[Records from a data source]
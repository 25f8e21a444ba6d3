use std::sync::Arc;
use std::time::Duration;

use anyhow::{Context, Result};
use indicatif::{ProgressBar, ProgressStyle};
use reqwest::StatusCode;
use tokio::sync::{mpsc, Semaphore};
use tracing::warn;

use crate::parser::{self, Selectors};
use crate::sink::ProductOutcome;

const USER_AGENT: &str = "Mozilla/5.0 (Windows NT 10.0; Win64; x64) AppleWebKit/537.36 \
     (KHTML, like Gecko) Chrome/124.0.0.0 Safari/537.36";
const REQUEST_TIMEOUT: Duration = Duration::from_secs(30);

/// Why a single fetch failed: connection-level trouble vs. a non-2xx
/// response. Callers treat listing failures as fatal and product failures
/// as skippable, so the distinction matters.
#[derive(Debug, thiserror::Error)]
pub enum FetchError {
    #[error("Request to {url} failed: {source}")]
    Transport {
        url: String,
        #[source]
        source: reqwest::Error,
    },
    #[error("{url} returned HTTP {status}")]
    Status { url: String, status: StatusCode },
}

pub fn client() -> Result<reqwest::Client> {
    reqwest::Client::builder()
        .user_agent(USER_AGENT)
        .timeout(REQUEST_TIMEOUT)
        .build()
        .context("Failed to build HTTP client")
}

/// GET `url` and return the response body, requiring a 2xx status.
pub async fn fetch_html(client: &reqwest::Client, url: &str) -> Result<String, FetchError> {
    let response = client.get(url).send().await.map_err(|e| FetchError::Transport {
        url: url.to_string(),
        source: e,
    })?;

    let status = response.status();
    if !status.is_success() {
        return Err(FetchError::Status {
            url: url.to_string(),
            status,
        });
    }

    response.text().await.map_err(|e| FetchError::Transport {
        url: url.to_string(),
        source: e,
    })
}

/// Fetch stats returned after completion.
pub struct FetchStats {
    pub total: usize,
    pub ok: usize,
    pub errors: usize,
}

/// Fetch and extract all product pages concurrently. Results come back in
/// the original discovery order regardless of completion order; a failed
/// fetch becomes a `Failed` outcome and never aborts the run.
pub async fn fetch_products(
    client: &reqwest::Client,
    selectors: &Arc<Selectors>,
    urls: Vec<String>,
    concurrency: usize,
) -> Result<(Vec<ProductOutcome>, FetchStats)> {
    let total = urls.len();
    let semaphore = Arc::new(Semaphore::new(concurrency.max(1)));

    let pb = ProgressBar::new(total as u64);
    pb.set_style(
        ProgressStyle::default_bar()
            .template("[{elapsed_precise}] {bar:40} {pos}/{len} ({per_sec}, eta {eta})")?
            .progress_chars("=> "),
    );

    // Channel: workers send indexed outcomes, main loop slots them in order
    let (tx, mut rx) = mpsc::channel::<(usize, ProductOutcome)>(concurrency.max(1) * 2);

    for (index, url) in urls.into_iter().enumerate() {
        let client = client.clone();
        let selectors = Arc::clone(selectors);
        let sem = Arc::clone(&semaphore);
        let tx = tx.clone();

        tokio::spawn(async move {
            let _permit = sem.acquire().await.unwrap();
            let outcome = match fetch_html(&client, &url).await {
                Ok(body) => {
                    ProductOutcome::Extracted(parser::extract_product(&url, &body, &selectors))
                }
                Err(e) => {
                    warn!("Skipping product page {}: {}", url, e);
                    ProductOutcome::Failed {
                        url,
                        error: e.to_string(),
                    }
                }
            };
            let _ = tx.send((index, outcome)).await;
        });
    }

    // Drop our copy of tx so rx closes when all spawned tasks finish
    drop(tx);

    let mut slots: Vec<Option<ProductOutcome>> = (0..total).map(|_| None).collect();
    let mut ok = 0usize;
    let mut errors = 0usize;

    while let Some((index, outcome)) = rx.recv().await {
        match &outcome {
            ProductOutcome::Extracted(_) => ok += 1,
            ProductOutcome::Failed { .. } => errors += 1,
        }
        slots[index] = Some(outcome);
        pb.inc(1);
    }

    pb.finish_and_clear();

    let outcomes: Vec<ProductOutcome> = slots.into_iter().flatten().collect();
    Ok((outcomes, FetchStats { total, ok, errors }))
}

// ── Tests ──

▶ **TASK STATEMENT**
Across the entries above, how many lines include "body"? State only that number.

▶ **YOUR SOLUTION**
3